■ Record set ■
>>>>>
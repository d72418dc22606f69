use std::fmt;
use std::path::PathBuf;
use std::sync::Arc;
use std::time::Duration;

use dioxus::LaunchBuilder;
use dioxus::desktop::{Config as DesktopConfig, WindowBuilder};
use services::catalog::load_questions;
use services::{DataUrlDecoder, FileDecoder, Narrator, SilentNarrator};
use tracing::info;
use tracing_subscriber::EnvFilter;
use ui::{App, UiApp, WebSpeechNarrator, build_app_context};
use woodland_core::SlideshowTiming;
use woodland_core::catalog::{default_questions, default_slides};
use woodland_core::model::{Question, Slide};

#[derive(Debug)]
enum ArgsError {
    MissingValue { flag: &'static str },
    UnknownArg(String),
    InvalidNumber { flag: &'static str, raw: String },
}

impl fmt::Display for ArgsError {
    fn fmt(&self, f: &mut fmt::Formatter<'_>) -> fmt::Result {
        match self {
            ArgsError::MissingValue { flag } => write!(f, "{flag} requires a value"),
            ArgsError::UnknownArg(arg) => write!(f, "unknown argument: {arg}"),
            ArgsError::InvalidNumber { flag, raw } => {
                write!(f, "invalid {flag} value: {raw} (expected a positive number)")
            }
        }
    }
}

impl std::error::Error for ArgsError {}

fn require_value(
    args: &mut impl Iterator<Item = String>,
    flag: &'static str,
) -> Result<String, ArgsError> {
    args.next().ok_or(ArgsError::MissingValue { flag })
}

fn parse_number(flag: &'static str, raw: String) -> Result<u64, ArgsError> {
    raw.trim()
        .parse::<u64>()
        .map_err(|_| ArgsError::InvalidNumber { flag, raw })
}

struct DesktopApp {
    questions: Vec<Question>,
    slides: Vec<Slide>,
    speech: bool,
    timing: SlideshowTiming,
}

impl UiApp for DesktopApp {
    fn quiz_questions(&self) -> Vec<Question> {
        self.questions.clone()
    }

    fn tour_slides(&self) -> Vec<Slide> {
        self.slides.clone()
    }

    fn narrator(&self) -> Arc<dyn Narrator> {
        if self.speech {
            Arc::new(WebSpeechNarrator)
        } else {
            Arc::new(SilentNarrator)
        }
    }

    fn decoder(&self) -> Arc<dyn FileDecoder> {
        Arc::new(DataUrlDecoder::default())
    }

    fn timing(&self) -> SlideshowTiming {
        self.timing
    }

    fn checks_speech_support(&self) -> bool {
        self.speech
    }
}

struct Args {
    quiz_path: Option<PathBuf>,
    advance_secs: u64,
    fade_ms: u64,
    speech: bool,
}

fn print_usage() {
    eprintln!("Usage:");
    eprintln!("  cargo run -p app -- ui    [--quiz <path>] [--advance-secs <n>] [--fade-ms <n>] [--no-speech]");
    eprintln!("  cargo run -p app -- check [--quiz <path>]");
    eprintln!();
    eprintln!("Defaults for ui:");
    eprintln!("  built-in woodland quiz");
    eprintln!("  --advance-secs 10");
    eprintln!("  --fade-ms 300");
    eprintln!();
    eprintln!("Environment:");
    eprintln!("  WOODLAND_QUIZ_PATH, WOODLAND_ADVANCE_SECS, WOODLAND_FADE_MS, WOODLAND_SPEECH=off");
    eprintln!("  RUST_LOG (default: info)");
}

#[derive(Debug, Clone, Copy, PartialEq, Eq)]
enum Command {
    Ui,
    Check,
}

impl Command {
    fn from_arg(arg: &str) -> Option<Self> {
        match arg {
            "ui" => Some(Self::Ui),
            "check" => Some(Self::Check),
            _ => None,
        }
    }
}

impl Args {
    fn parse(args: &mut impl Iterator<Item = String>) -> Result<Self, ArgsError> {
        let mut quiz_path = std::env::var_os("WOODLAND_QUIZ_PATH").map(PathBuf::from);
        let mut advance_secs = match std::env::var("WOODLAND_ADVANCE_SECS") {
            Ok(raw) => parse_number("WOODLAND_ADVANCE_SECS", raw)?,
            Err(_) => 10,
        };
        let mut fade_ms = match std::env::var("WOODLAND_FADE_MS") {
            Ok(raw) => parse_number("WOODLAND_FADE_MS", raw)?,
            Err(_) => 300,
        };
        let mut speech = !std::env::var("WOODLAND_SPEECH")
            .is_ok_and(|value| value.eq_ignore_ascii_case("off"));

        while let Some(arg) = args.next() {
            match arg.as_str() {
                "--quiz" => {
                    quiz_path = Some(PathBuf::from(require_value(args, "--quiz")?));
                }
                "--advance-secs" => {
                    let value = require_value(args, "--advance-secs")?;
                    advance_secs = parse_number("--advance-secs", value)?;
                }
                "--fade-ms" => {
                    let value = require_value(args, "--fade-ms")?;
                    fade_ms = parse_number("--fade-ms", value)?;
                }
                "--no-speech" => speech = false,
                "--help" | "-h" => {
                    print_usage();
                    std::process::exit(0);
                }
                _ => return Err(ArgsError::UnknownArg(arg)),
            }
        }

        if advance_secs == 0 {
            return Err(ArgsError::InvalidNumber {
                flag: "--advance-secs",
                raw: advance_secs.to_string(),
            });
        }

        Ok(Self {
            quiz_path,
            advance_secs,
            fade_ms,
            speech,
        })
    }

    fn timing(&self) -> Result<SlideshowTiming, woodland_core::Error> {
        Ok(SlideshowTiming::new(
            Duration::from_secs(self.advance_secs),
            Duration::from_millis(self.fade_ms),
        )?)
    }

    fn questions(&self) -> Result<Vec<Question>, services::CatalogError> {
        match &self.quiz_path {
            Some(path) => {
                let questions = load_questions(path)?;
                info!(path = %path.display(), count = questions.len(), "loaded quiz file");
                Ok(questions)
            }
            None => Ok(default_questions()),
        }
    }
}

fn init_tracing() {
    let filter = EnvFilter::try_from_default_env().unwrap_or_else(|_| EnvFilter::new("info"));
    tracing_subscriber::fmt().with_env_filter(filter).init();
}

fn run() -> Result<(), Box<dyn std::error::Error>> {
    let mut argv: Vec<String> = std::env::args().skip(1).collect();

    // Default behavior: launching UI when no subcommand is provided.
    let cmd = match argv.first().map(String::as_str) {
        None => Command::Ui,
        Some("--help" | "-h") => {
            print_usage();
            return Ok(());
        }
        Some(first) if first.starts_with("--") => Command::Ui,
        Some(first) => Command::from_arg(first).ok_or_else(|| {
            eprintln!("unknown subcommand: {first}");
            print_usage();
            ArgsError::UnknownArg(first.to_string())
        })?,
    };

    if !argv.is_empty() && !argv[0].starts_with("--") {
        argv.remove(0);
    }

    let mut iter = argv.into_iter();
    let parsed = Args::parse(&mut iter).map_err(|e| {
        eprintln!("{e}");
        print_usage();
        e
    })?;

    init_tracing();
    let questions = parsed.questions()?;

    match cmd {
        Command::Ui => {
            let app = DesktopApp {
                questions,
                slides: default_slides(),
                speech: parsed.speech,
                timing: parsed.timing()?,
            };
            info!(
                questions = app.questions.len(),
                slides = app.slides.len(),
                speech = app.speech,
                "launching woodland guide"
            );

            let app: Arc<dyn UiApp> = Arc::new(app);
            let context = build_app_context(&app);

            let desktop_cfg = DesktopConfig::new().with_window(
                WindowBuilder::new()
                    .with_title("Woodland Guide")
                    .with_always_on_top(false),
            );

            LaunchBuilder::desktop()
                .with_cfg(desktop_cfg)
                .with_context(context)
                .launch(App);
            Ok(())
        }
        Command::Check => {
            println!("quiz ok: {} questions", questions.len());
            Ok(())
        }
    }
}

fn main() {
    if let Err(err) = run() {
        // At this layer (binary glue), printing once is fine.
        eprintln!("{err}");
        std::process::exit(2);
    }
}
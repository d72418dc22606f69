use std::sync::{Arc, Mutex};
use std::time::Duration;

use dioxus::core::NoOpMutations;
use dioxus::prelude::*;
use dioxus_router::{Routable, Router};
use services::{DataUrlDecoder, FileDecoder, NarrationError, Narrator, Utterance};
use woodland_core::SlideshowTiming;
use woodland_core::catalog::{default_questions, default_slides};
use woodland_core::model::{Question, Slide};

use crate::context::{UiApp, build_app_context};
use crate::views::{HomeView, QuizView, TourView};

/// Records every call so tests can check cancel-before-speak ordering.
#[derive(Default)]
pub struct RecordingNarrator {
    calls: Mutex<Vec<String>>,
}

impl RecordingNarrator {
    pub fn calls(&self) -> Vec<String> {
        self.calls.lock().unwrap().clone()
    }

    pub fn take(&self) -> Vec<String> {
        std::mem::take(&mut *self.calls.lock().unwrap())
    }
}

impl Narrator for RecordingNarrator {
    fn speak(&self, utterance: &Utterance) -> Result<(), NarrationError> {
        self.calls
            .lock()
            .unwrap()
            .push(format!("speak:{}", utterance.text));
        Ok(())
    }

    fn cancel_all(&self) {
        self.calls.lock().unwrap().push("cancel".to_string());
    }
}

struct TestApp {
    questions: Vec<Question>,
    slides: Vec<Slide>,
    narrator: Arc<RecordingNarrator>,
    timing: SlideshowTiming,
}

impl UiApp for TestApp {
    fn quiz_questions(&self) -> Vec<Question> {
        self.questions.clone()
    }

    fn tour_slides(&self) -> Vec<Slide> {
        self.slides.clone()
    }

    fn narrator(&self) -> Arc<dyn Narrator> {
        self.narrator.clone()
    }

    fn decoder(&self) -> Arc<dyn FileDecoder> {
        Arc::new(DataUrlDecoder::default())
    }

    fn timing(&self) -> SlideshowTiming {
        self.timing
    }

    fn checks_speech_support(&self) -> bool {
        false
    }
}

#[derive(Clone, Copy, PartialEq, Eq)]
pub enum ViewKind {
    Home,
    Quiz,
    Tour,
}

#[derive(Props, Clone)]
struct ViewHarnessProps {
    app: Arc<TestApp>,
    view: ViewKind,
}

impl PartialEq for ViewHarnessProps {
    fn eq(&self, _other: &Self) -> bool {
        true
    }
}

#[component]
fn ViewRouterHarness(props: ViewHarnessProps) -> Element {
    let app: Arc<dyn UiApp> = props.app.clone();
    use_context_provider(|| build_app_context(&app));
    use_context_provider(|| props.view);
    rsx! { Router::<TestRoute> {} }
}

#[derive(Clone, Routable, PartialEq)]
#[rustfmt::skip]
enum TestRoute {
    #[route("/")]
    Root {},
}

#[component]
fn Root() -> Element {
    match use_context::<ViewKind>() {
        ViewKind::Home => rsx! { HomeView {} },
        ViewKind::Quiz => rsx! { QuizView {} },
        ViewKind::Tour => rsx! { TourView {} },
    }
}

pub struct ViewHarness {
    pub dom: VirtualDom,
    pub narrator: Arc<RecordingNarrator>,
}

impl ViewHarness {
    pub fn rebuild(&mut self) {
        self.dom.rebuild_in_place();
        self.dom.process_events();
        self.dom.render_immediate(&mut NoOpMutations);
    }

    /// Run spawned tasks and re-render until `duration` of tokio time has
    /// passed. Meant for tests with a paused clock.
    pub async fn drive_for(&mut self, duration: Duration) {
        let deadline = tokio::time::Instant::now() + duration;
        while tokio::time::Instant::now() < deadline {
            let _ = tokio::time::timeout_at(deadline, self.dom.wait_for_work()).await;
            self.dom.render_immediate(&mut NoOpMutations);
        }
    }

    pub fn render(&self) -> String {
        dioxus_ssr::render(&self.dom)
    }
}

pub fn setup_view_harness(view: ViewKind) -> ViewHarness {
    setup_view_harness_with(view, default_questions(), default_slides())
}

pub fn setup_view_harness_with(
    view: ViewKind,
    questions: Vec<Question>,
    slides: Vec<Slide>,
) -> ViewHarness {
    setup_harness(view, questions, slides, SlideshowTiming::default())
}

pub fn setup_tour_harness_with_timing(timing: SlideshowTiming) -> ViewHarness {
    setup_harness(ViewKind::Tour, default_questions(), default_slides(), timing)
}

fn setup_harness(
    view: ViewKind,
    questions: Vec<Question>,
    slides: Vec<Slide>,
    timing: SlideshowTiming,
) -> ViewHarness {
    let narrator = Arc::new(RecordingNarrator::default());
    let app = Arc::new(TestApp {
        questions,
        slides,
        narrator: Arc::clone(&narrator),
        timing,
    });
    let dom = VirtualDom::new_with_props(ViewRouterHarness, ViewHarnessProps { app, view });
    ViewHarness { dom, narrator }
}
<<<<<
■ Aim of the exercise ■
The lines to output run from the one containing "self.dom.rebuild_in_place();" to the last line of the entries; give them back exactly.

■ Solution ■
        self.dom.rebuild_in_place();
        self.dom.process_events();
        self.dom.render_immediate(&mut NoOpMutations);
    }

    /// Run spawned tasks and re-render until `duration` of tokio time has
    /// passed. Meant for tests with a paused clock.
    pub async fn drive_for(&mut self, duration: Duration) {
        let deadline = tokio::time::Instant::now() + duration;
        while tokio::time::Instant::now() < deadline {
            let _ = tokio::time::timeout_at(deadline, self.dom.wait_for_work()).await;
            self.dom.render_immediate(&mut NoOpMutations);
        }
    }

    pub fn render(&self) -> String {
        dioxus_ssr::render(&self.dom)
    }
}

pub fn setup_view_harness(view: ViewKind) -> ViewHarness {
    setup_view_harness_with(view, default_questions(), default_slides())
}

pub fn setup_view_harness_with(
    view: ViewKind,
    questions: Vec<Question>,
    slides: Vec<Slide>,
) -> ViewHarness {
    setup_harness(view, questions, slides, SlideshowTiming::default())
}

pub fn setup_tour_harness_with_timing(timing: SlideshowTiming) -> ViewHarness {
    setup_harness(ViewKind::Tour, default_questions(), default_slides(), timing)
}

fn setup_harness(
    view: ViewKind,
    questions: Vec<Question>,
    slides: Vec<Slide>,
    timing: SlideshowTiming,
) -> ViewHarness {
    let narrator = Arc::new(RecordingNarrator::default());
    let app = Arc::new(TestApp {
        questions,
        slides,
        narrator: Arc::clone(&narrator),
        timing,
    });
    let dom = VirtualDom::new_with_props(ViewRouterHarness, ViewHarnessProps { app, view });
    ViewHarness { dom, narrator }
}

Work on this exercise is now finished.